Differentiated Banks in India represent a novel approach in the banking sector, designed to meet the specific needs of various customer segments. By focusing on inclusivity and specialized services, these banks not only contribute to the financial well-being of traditionally underserved communities but also encourage a more comprehensive economic development across the country.
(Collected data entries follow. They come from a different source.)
use oztf_network::{CoordinatorOptions, RequestCoordinator};
use serde_json::json;

#[tokio::main]
async fn main() -> anyhow::Result<()> {
    let options = CoordinatorOptions::from_env().map_err(anyhow::Error::msg)?;
    let network = RequestCoordinator::new(options);

    let staff = network.call("staffInfo", json!({"staffId": 1})).await?;
    println!("staff: {staff}");

    // Fire-and-forget form; the outcome arrives on the callback.
    let (done, finished) = tokio::sync::oneshot::channel();
    let done = std::sync::Mutex::new(Some(done));
    network.request("featureList", json!({"page": 1}), move |outcome| {
        match &outcome {
            Ok(features) => println!("features: {features}"),
            Err(err) => eprintln!("feature list failed: {err}"),
        }
        if let Some(done) = done.lock().ok().and_then(|mut slot| slot.take()) {
            let _ = done.send(());
        }
    });
    finished.await?;

    Ok(())
}
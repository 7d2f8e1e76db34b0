pub mod ids;
pub mod tag;
pub mod track;

pub use ids::TrackId;
pub use tag::{normalize_tag_name, TagName};
pub use track::{Track, MAX_YEAR, MIN_YEAR};
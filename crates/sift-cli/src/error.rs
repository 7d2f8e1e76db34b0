use anyhow::Error;
use sift_config::ConfigError;
use sift_core::query::SyntaxError;
use sift_core::CoreError;
use sift_store::error::{StoreError, StoreErrorKind};
use std::process::ExitCode;
use thiserror::Error as ThisError;

pub const EXIT_FAILURE: u8 = 1;
pub const EXIT_NOT_FOUND: u8 = 2;
pub const EXIT_INVALID_INPUT: u8 = 3;

#[derive(Debug, ThisError)]
pub enum CliError {
    #[error("invalid input: {0}")]
    InvalidInput(String),
    #[error("not found: {0}")]
    NotFound(String),
}

pub fn invalid_input(message: impl Into<String>) -> Error {
    CliError::InvalidInput(message.into()).into()
}

pub fn not_found(message: impl Into<String>) -> Error {
    CliError::NotFound(message.into()).into()
}

pub fn report_error(err: &Error, verbose: bool) {
    if verbose {
        eprintln!("error: {:#}", err);
    } else {
        eprintln!("error: {}", err);
    }
}

pub fn exit_code_for(err: &Error) -> ExitCode {
    for cause in err.chain() {
        if let Some(cli_err) = cause.downcast_ref::<CliError>() {
            return ExitCode::from(match cli_err {
                CliError::InvalidInput(_) => EXIT_INVALID_INPUT,
                CliError::NotFound(_) => EXIT_NOT_FOUND,
            });
        }
        if let Some(store_err) = cause.downcast_ref::<StoreError>() {
            return ExitCode::from(store_exit_code(store_err));
        }
        if let Some(config_err) = cause.downcast_ref::<ConfigError>() {
            return ExitCode::from(config_exit_code(config_err));
        }
        if cause.downcast_ref::<SyntaxError>().is_some() {
            return ExitCode::from(EXIT_INVALID_INPUT);
        }
        if cause.downcast_ref::<CoreError>().is_some() {
            return ExitCode::from(EXIT_INVALID_INPUT);
        }
    }
    ExitCode::from(EXIT_FAILURE)
}

fn store_exit_code(err: &StoreError) -> u8 {
    match err.kind() {
        StoreErrorKind::MissingCatalog => EXIT_NOT_FOUND,
        StoreErrorKind::Parse
        | StoreErrorKind::InvalidTrack
        | StoreErrorKind::DuplicateTrack
        | StoreErrorKind::InvalidDataPath => EXIT_INVALID_INPUT,
        StoreErrorKind::Read | StoreErrorKind::MissingHomeDir => EXIT_FAILURE,
    }
}

fn config_exit_code(err: &ConfigError) -> u8 {
    match err {
        ConfigError::MissingHomeDir => EXIT_FAILURE,
        ConfigError::InvalidConfigPath(_)
        | ConfigError::MissingConfigFile(_)
        | ConfigError::InvalidCatalogPath(_)
        | ConfigError::InvalidGroupDepth(_)
        | ConfigError::InvalidLimit(_)
        | ConfigError::Read { .. }
        | ConfigError::Parse { .. } => EXIT_INVALID_INPUT,
    }
}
As they grow and mature, their innovative models will continue to influence the broader landscape of banking and finance in India.

Are Regional Rural Banks Differentiated Banks?

Though Regional Rural Banks (RRBs) in India, while serving a specific segment of the population similar to differentiated banks, are not otherwise classified under the same category as the newer forms of differentiated banks like Payments Banks and Small Finance Banks.

What is Differentiated Bank licensing policy of RBI?

Differentiated Bank License Policy refers to the system of different licenses in contrast to the existing universal bank (SBI, ICICI etc), inviting individuals/entities to start any type of differentiated banks, such as Small Finance Banks, Payment Banks, etc.